Excelente artículo. Para cualquier liberal no católico, un auténtico disparate, seguramente. Y es que hay tantos que confunden liberalismo con individualismo y con autosuficiencia que preferirán ni leerte.

¡BRAVO!

Eetión dijo...

Gracias, Rojobilbao. Aunque sé que es un tema que para un liberal no católico puede resultarle poco atractivo, creí conveniente poner unas sólidas bases para el estudio de la compatibilidad entre Liberalismo Austriaco y la Doctrina Social de la Iglesia.

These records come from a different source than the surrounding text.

//! Subscription registry
//!
//! Maps each subscriber's [`StreamId`] to the topic it asked for, the sending
//! half of its stream, and the broker-side consumer currently feeding it.
//! The registry is owned by the event loop and never shared: every change
//! arrives as a control message, so no locking is involved.
//!
//! Bindings belong to a single connection. When a session ends they are all
//! dropped (which stops their forwarders) and the next session rebinds every
//! subscription from scratch; the subscriber keeps reading the same stream.

use std::collections::HashMap;

use tokio::sync::mpsc;
use tokio::task::JoinHandle;
use tracing::{debug, warn};

use super::topic::TopicDescriptor;
use crate::stream::{StreamId, StreamSender};
use crate::transport::{Connection, Consumer, ConsumerTag, Delivery};
use crate::utils::error::{MessengerError, Result, TransportError};

/// Fan-in channel shared by every forwarder of a session.
pub(crate) type Inbound = mpsc::Sender<(StreamId, Delivery)>;

#[derive(Debug)]
pub(crate) struct SubscriptionRequest {
    pub topic: TopicDescriptor,
    pub sink: StreamSender<Delivery>,
}

#[derive(Debug)]
pub(crate) struct Subscription {
    pub topic: TopicDescriptor,
    pub sink: StreamSender<Delivery>,
    pub binding: Option<Binding>,
}

/// A consumer opened for a subscription plus the task forwarding its
/// deliveries into the session's fan-in channel.
#[derive(Debug)]
pub(crate) struct Binding {
    pub tag: ConsumerTag,
    forwarder: JoinHandle<()>,
}

impl Drop for Binding {
    fn drop(&mut self) {
        self.forwarder.abort();
    }
}

#[derive(Debug, Default)]
pub(crate) struct Registry {
    subscriptions: HashMap<StreamId, Subscription>,
}

impl Registry {
    pub fn new() -> Self {
        Self::default()
    }

    /// Registers a subscription without binding it.
    pub fn add(&mut self, request: SubscriptionRequest) -> StreamId {
        let id = request.sink.id();
        self.subscriptions.insert(
            id,
            Subscription {
                topic: request.topic,
                sink: request.sink,
                binding: None,
            },
        );
        id
    }

    /// Removes a subscription. Unknown ids are ignored.
    pub fn remove(&mut self, id: StreamId) -> Option<Subscription> {
        self.subscriptions.remove(&id)
    }

    pub fn sink(&self, id: StreamId) -> Option<&StreamSender<Delivery>> {
        self.subscriptions.get(&id).map(|s| &s.sink)
    }

    pub fn len(&self) -> usize {
        self.subscriptions.len()
    }

    #[cfg(test)]
    pub fn bound_count(&self) -> usize {
        self.subscriptions
            .values()
            .filter(|s| s.binding.is_some())
            .count()
    }

    /// Declares the subscription's destination on `conn`, opens a consumer and
    /// starts forwarding its deliveries to `inbound`. A previous binding of the
    /// same subscription is released first.
    ///
    /// Only an unknown id is an error. A subscription the broker refuses is
    /// logged and left unbound until the next session; `Ok(false)` reports it.
    pub async fn bind(
        &mut self,
        id: StreamId,
        conn: &mut dyn Connection,
        inbound: &Inbound,
    ) -> Result<bool> {
        let sub = self
            .subscriptions
            .get_mut(&id)
            .ok_or(MessengerError::SubscriptionNotFound(id))?;
        sub.binding = None;

        let consumer = match open(conn, &sub.topic).await {
            Ok(consumer) => consumer,
            Err(e) => {
                warn!(stream = %id, topic = %sub.topic, error = %e, "Failed to bind subscription");
                return Ok(false);
            }
        };
        debug!(stream = %id, topic = %sub.topic, consumer = %consumer.tag, "Subscription bound");

        let forwarder = tokio::spawn(forward(id, consumer.deliveries, inbound.clone()));
        sub.binding = Some(Binding {
            tag: consumer.tag,
            forwarder,
        });
        Ok(true)
    }

    /// Binds every registered subscription. Returns how many were bound.
    pub async fn rebind_all(&mut self, conn: &mut dyn Connection, inbound: &Inbound) -> usize {
        let ids: Vec<StreamId> = self.subscriptions.keys().copied().collect();
        let mut bound = 0;
        for id in ids {
            if let Ok(true) = self.bind(id, conn, inbound).await {
                bound += 1;
            }
        }
        bound
    }

    /// Forgets every binding. Called when the connection they live on is gone.
    pub fn invalidate(&mut self) {
        for sub in self.subscriptions.values_mut() {
            sub.binding = None;
        }
    }

    /// Empties the registry, leaving a final `Shutdown` entry in every stream
    /// that has room for it. Returns the number of subscriptions dropped.
    pub fn shutdown(&mut self) -> usize {
        let count = self.subscriptions.len();
        for (_, sub) in self.subscriptions.drain() {
            let _ = sub.sink.try_send(Err(MessengerError::Shutdown));
        }
        count
    }
}

async fn open(conn: &mut dyn Connection, topic: &TopicDescriptor) -> Result<Consumer, TransportError> {
    conn.declare_destination(topic).await?;
    conn.open_consumer(topic).await
}

async fn forward(id: StreamId, mut deliveries: mpsc::Receiver<Delivery>, inbound: Inbound) {
    while let Some(delivery) = deliveries.recv().await {
        if inbound.send((id, delivery)).await.is_err() {
            break;
        }
    }
}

La mayor preocupación que siempre he tenido al tratar este tema es resultar motivo de escándalo para otra persona y en especial para otro católico (Lc 17,1-2) Se trata de demostrarles a esos católicos que consideran que Liberalismo y DSI son incompatibles que no estoy tratando de socavar el Magisterio de la Iglesia. A partir de aquí podré discutir la viabilidad o no de mi tesis sin tener que explicitar una y otra vez mi sincera adhesión al Magisterio.

Anónimo dijo...

Una estupenda entrada, muy trabajada y muy honesta. Da gusto leer cosas así.

Eetión dijo...

Gracias, Daniel. Espero que quien lo lea entienda mi propósito. A veces pienso que ni los liberales nos entienden, ni lo hacen los católicos. Los liberales católicos parecemos ser como extranjeros en cualquier ámbito.